How do I control my relationship anxiety?
Hi there, thank you so much for sharing your concerns with the intrusive thoughts and the feelings that accompany them. It can be so tough to open up about those types of thoughts because they can be extremely personal and very scary. I am so glad to hear that your boyfriend is very supportive of you. It is absolutely okay to admit that you are struggling even with that support. In acknowledging those unhelpful and recognizing them for what they are (negative intrusive thoughts), you have actually started the process of challenging them already.
That is the main goal when we have these types of thoughts...challenging them and redirecting to a more positive mindset. In Cognitive Behavioral Therapy (CBT) there is a process called thought stopping or thought redirection. This can be a helpful tactic when trying to manage intrusive thoughts. We can work through this technique step by step to give you a roadmap of sorts to try and use when you are struggling.
- This process starts by identifying the types of intrusive thoughts that you are experiencing most frequently. From what you have already mentioned here, it sounds like the negative thoughts are generally surrounding your relationship, but there a couple of different ones that you mentioned (like thoughts about the upcoming move, questioning the relationship working out in the long term, having negative thoughts about the love that you share, etc.). Knowing what types of thoughts you are struggling with gives you more information to work with as you work on managing them.
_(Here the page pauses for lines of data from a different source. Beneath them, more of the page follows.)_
//! Configuration-driven OpenID Connect provider
//!
//! [`OidcProvider`] ties the pieces together for one identity provider:
//!
//! 1. Discovery of the provider endpoints
//! 2. Authorization URL with PKCE (`S256`), `state` and `nonce`
//! 3. Code and refresh-token grants against the token endpoint
//!    (`client_secret_post`)
//! 4. Verification of the returned ID token through [`IdTokenVerifier`]
//!
//! The PKCE code verifier is generated and stored by the caller, keyed by the
//! returned `state`, until the authorization code comes back.

use std::sync::Arc;

use http::header::ACCEPT;
use secrecy::ExposeSecret;
use tracing::{debug, error, info};
use url::Url;

use crate::config::ProviderConfig;
use crate::discovery::{DiscoveryDocument, DiscoveryFetcher};
use crate::error::{Error, Result};
use crate::jwks::{CachedJwksFetcher, HttpJwksFetcher, JwksFetcher};
use crate::jwt::ValidationContext;
use crate::pkce;
use crate::types::{TokenExchangeResponse, VerifiedIdentity};
use crate::verifier::IdTokenVerifier;

/// Parameters computed by the provider; callers cannot override them
const RESERVED_PARAMS: [&str; 8] = [
    "client_id",
    "redirect_uri",
    "response_type",
    "scope",
    "state",
    "code_challenge",
    "code_challenge_method",
    "nonce",
];

/// Inputs for one authorization request
///
/// # Example
///
/// ```rust
/// use oidc_idtoken::AuthorizationRequest;
///
/// let request = AuthorizationRequest::new("MVLkNAsW0uy5PnH3L3YwUzXqcPzMfNeKPIfD4K32MN4")
///     .with_scopes(["openid", "offline_access"])
///     .with_response_type("code id_token")
///     .with_response_mode("fragment")
///     .with_param("merchant_vat", "DK12345678");
/// ```
#[derive(Debug, Clone, PartialEq, Eq)]
pub struct AuthorizationRequest {
    code_verifier: String,
    scopes: Option<Vec<String>>,
    response_type: String,
    response_mode: Option<String>,
    state: Option<String>,
    nonce: Option<String>,
    extra_params: Vec<(String, String)>,
}

impl AuthorizationRequest {
    /// Request for the PKCE `code_verifier` held by the caller
    pub fn new(code_verifier: impl Into<String>) -> Self {
        Self {
            code_verifier: code_verifier.into(),
            scopes: None,
            response_type: "code".to_string(),
            response_mode: None,
            state: None,
            nonce: None,
            extra_params: Vec::new(),
        }
    }

    /// Request these scopes instead of the configured defaults
    pub fn with_scopes<I, S>(mut self, scopes: I) -> Self
    where
        I: IntoIterator<Item = S>,
        S: Into<String>,
    {
        self.scopes = Some(scopes.into_iter().map(Into::into).collect());
        self
    }

    /// `response_type` (default `code`)
    pub fn with_response_type(mut self, response_type: impl Into<String>) -> Self {
        self.response_type = response_type.into();
        self
    }

    /// `response_mode`, e.g. `fragment`
    pub fn with_response_mode(mut self, response_mode: impl Into<String>) -> Self {
        self.response_mode = Some(response_mode.into());
        self
    }

    /// Use this `state` instead of a random one
    pub fn with_state(mut self, state: impl Into<String>) -> Self {
        self.state = Some(state.into());
        self
    }

    /// Use this `nonce` instead of a random one
    pub fn with_nonce(mut self, nonce: impl Into<String>) -> Self {
        self.nonce = Some(nonce.into());
        self
    }

    /// Additional provider-specific query parameter
    pub fn with_param(mut self, name: impl Into<String>, value: impl Into<String>) -> Self {
        self.extra_params.push((name.into(), value.into()));
        self
    }
}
- Once we have identified those negative thoughts, we want to take a look at what could be triggering the intrusive thoughts (like how you mentioned that the upcoming move and built up stress could be adding to the negative thoughts you are experiencing). Other examples of triggers could be things such as our physical health (like feeling sick or ill), other emotional concerns (like feeling strained in other relationships or friendships), fatigue, stress, and other factors (work stress, school stress, etc.). Although we cannot avoid all triggers, if we identify them, we can do our best to try and be more prepared when we do encounter the triggers that we are aware of (that way we can track patterns of what triggers lead to what types of intrusive thoughts and we can target them more specifically in the next step of managing these thoughts effectively).
- After we reflect on our thoughts and triggers, the next part is working on using targeted coping skills to get us to a point where we can use the upcoming thought redirection techniques. Unhelpful thoughts can create physical and emotional responses that only make it that much harder to challenge the thoughts. For example, after experiencing a negative intrusive thought we might find ourselves shaking, having sweaty palms, or having stomach butterflies (these are all physical reactions). We could also experience more emotional reactions such as increased anxiety, anger, irritation, frustration, etc. Coping skills can help calm us down to a point where we can actually use the logical side of our thought process to work through our unhelpful thoughts. Coping skills can look different depending on our personal hobbies and the things we like to do. They could include things such as deep breathing, reading, listening to music, talking with others, watching television shows, taking time to yourself, exercise, etc. Finding the most helpful coping skills for you is a great way to help you get back to a calm mind state to then be more able to challenge and redirect your negative thoughts.
- With challenging and redirecting your thoughts, you want to take a look at the evidence that goes against your negative thought and proves it as invalid...this part of the process is about being more logical. For example, you mentioned the supportive nature of your boyfriend, knowing during your more calm moments that you and your boyfriend care deeply for each other, having solid communication skills in the relationship, and knowing that the upcoming move is creating more stress that is unrelated to the relationship. Those aspects are logical points that disprove or invalidate the negative intrusive thoughts about the relationship itself.
- After noting the evidence against your negative thought, it can be helpful to redirect your mind to a positive memory or something that reminds you that your negative thoughts are not true and that those negative thoughts will change. This can be a positive memory of you and your boyfriend, a positive experience you had together, or even thinking about your hopes for the future and how you all are working toward that.
These are the general steps when using thought stopping and thought redirection techniques. Try them out and see how they help with redirecting the intrusive thoughts.
I wish you both all the best with the move and your future together. I hope these techniques are helpful!